Последняя деталь не только умело вписывает в соловьиную орбиту романа грибоедовское «Горе от ума» с его упоминанием о крепостном артисте, который «щелкал соловьем // Певец зимой погоды летней» (указание на померанцевые деревья Тынянов позаимствовал из «Замечательных чудаков и оригиналов» московского бытописателя Михаила Пыляева, упоминавшего о «бородаче» из домашнего театра богача Позднякова, щелкавшего во время бала в тени померанцевых деревьев соловьем)35, но и беллетризирует важную для формирования новой поэтической школы проблему искусства как подражания, введенную в русскую литературу еще Ломоносовым.
«Коль великого удивления сие достойно! – восклицал Ломоносов в своей „Риторике“. – В толь маленьком горлышке нежной птички толикое напряжение и сила голоса! Ибо когда, вызван теплотою летнего дня, взлетает на ветвь высокого древа, внезапно то голос без отдыху напрягает, то различно перебивает, то ударяет с отрывом, то крутит кверху и книзу, то вдруг приятную песнь произносит и между сильным возвышением урчит нежно, свистит, щелкает, поводит, хрипит, дробит, стонет, утомленно, стремительно, густо, тонко, резко, тупо, гладко, кудряво, жалко, порывно»36. Именно этим переведенным из Плиния младшего описанием трели живого соловья воспользовался Гавриил Державин в своем знаменитом стихотворении об услышанном им пении этой птицы, которое отличает «стремительность, приятность, краткость»: «Между колен и перемен! // Ты щелкаешь, крутишь, поводишь»37. Сцена с чтением «Соловья» в романе Тынянова подчеркивает и литературный (завораживающий текст, играющий реминисценциями), и природный (пробуждение эротического воображения подростка) источники поэзии Пушкина.

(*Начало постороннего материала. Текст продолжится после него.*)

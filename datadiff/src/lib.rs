//! Histogram-driven reconciliation of two integer-keyed record stores.
//!
//! Both stores are asked for histograms of their record identifiers. Bins holding as many
//! records as their width on both sides are assumed to match; every other bin is scanned
//! again with narrower bins until single identifiers can be compared. Only the ranges that
//! differ are ever listed identifier by identifier.
//!
//! ```rust,no_run
//! use datadiff::config::ReconcileConfig;
//! use datadiff::reconcile::Reconciler;
//! use datadiff::report::WriterSink;
//! use datadiff::source::MemorySource;
//!
//! # #[tokio::main]
//! # async fn main() -> datadiff::error::DiffResult<()> {
//! let primary = MemorySource::contiguous(0, 10_000);
//! let secondary = MemorySource::new((0..10_000).filter(|id| *id != 4_242));
//!
//! let reconciler = Reconciler::new(
//!     primary,
//!     secondary,
//!     ReconcileConfig::default(),
//!     WriterSink::new(tokio::io::stdout()),
//! );
//!
//! // Prints `4242,-1`.
//! let summary = reconciler.run().await?;
//! assert_eq!(summary.only_primary, 1);
//! # Ok(())
//! # }
//! ```

pub mod config;
pub mod differ;
pub mod error;
pub mod histogram;
mod macros;
pub mod reconcile;
pub mod report;
pub mod source;
#[cfg(any(test, feature = "test-utils"))]
pub mod test_utils;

Очевидно, что Тынянов вписывает свою соловьиную тему в общий литературный контекст реконструируемой им эпохи. Как указал Грот в комментарии к стихотворению Державина, посвященному соловью, последний «составлял одну из любимых тем тогдашнего стихотворства». Его воспевал в «Аонидах» Карамзин, над соловьиным стихотворением которого насмехался в «Новом Стерне» колкий драматург Шаховской. «Стихотворцы наши порывались выразить на русском языке разнообразные переливы соловьиной песни, – заключал Грот, – пока наконец Крылов не решил задачи»38. «История соловья» в русской поэзии, обобщенная Гротом, была хорошо известна Тынянову.
Наконец соловей в творчестве Тынянова оказывается своего рода символической скрепой, соединяющей не только разные сюжетные блоки и литературные реминисценции в романе, но и художественные тексты самого писателя, равно как и темы его главных героев. Кюхельбекер в первом романе Тынянова слушает романс «Соловей» у Грибоедова: «Вильгельм любил эту песню – слова были Дельвига. Дельвиг написал эти стихи, думая о Пушкине. Голосистый соловей был Пушкин. Вильгельм подтягивал, хотя и фальшивил»39. Умирая, Кюхля «слышал какой-то звук, соловья или, может быть, ручей. Звук тек, как вода. Он лежал у самого ручья, под веткою. Прямо над ним была курчавая голова. Она смеялась, скалила зубы и, шутя, щекотала кудрями его глаза»40. Очень точно литературный генезис этого видения описал Андрей Немзер: «Пушкин приходит за другом, и его образ сливается со стихами самого Кюхли (о мальчике у ручья и видениях ушедших друзей-поэтов), с памятью о потерянной невесте (родственнице Пушкина, умевшей так же легко и счастливо смеяться), с комплексом обретенного покоя (влага, тень, пение) в стихах Лермонтова („Мцыри“ и в особенности реквием)»41. Но Кюхля (то есть Тынянов) не забывает и о соловье… с курчавой смеющейся головой старого друга (и подключает мотив-воспоминание об авторе другого «Соловья» – Антона Дельвига: «Ты куда, куда летишь, // Где всю ночку пропоешь?»42).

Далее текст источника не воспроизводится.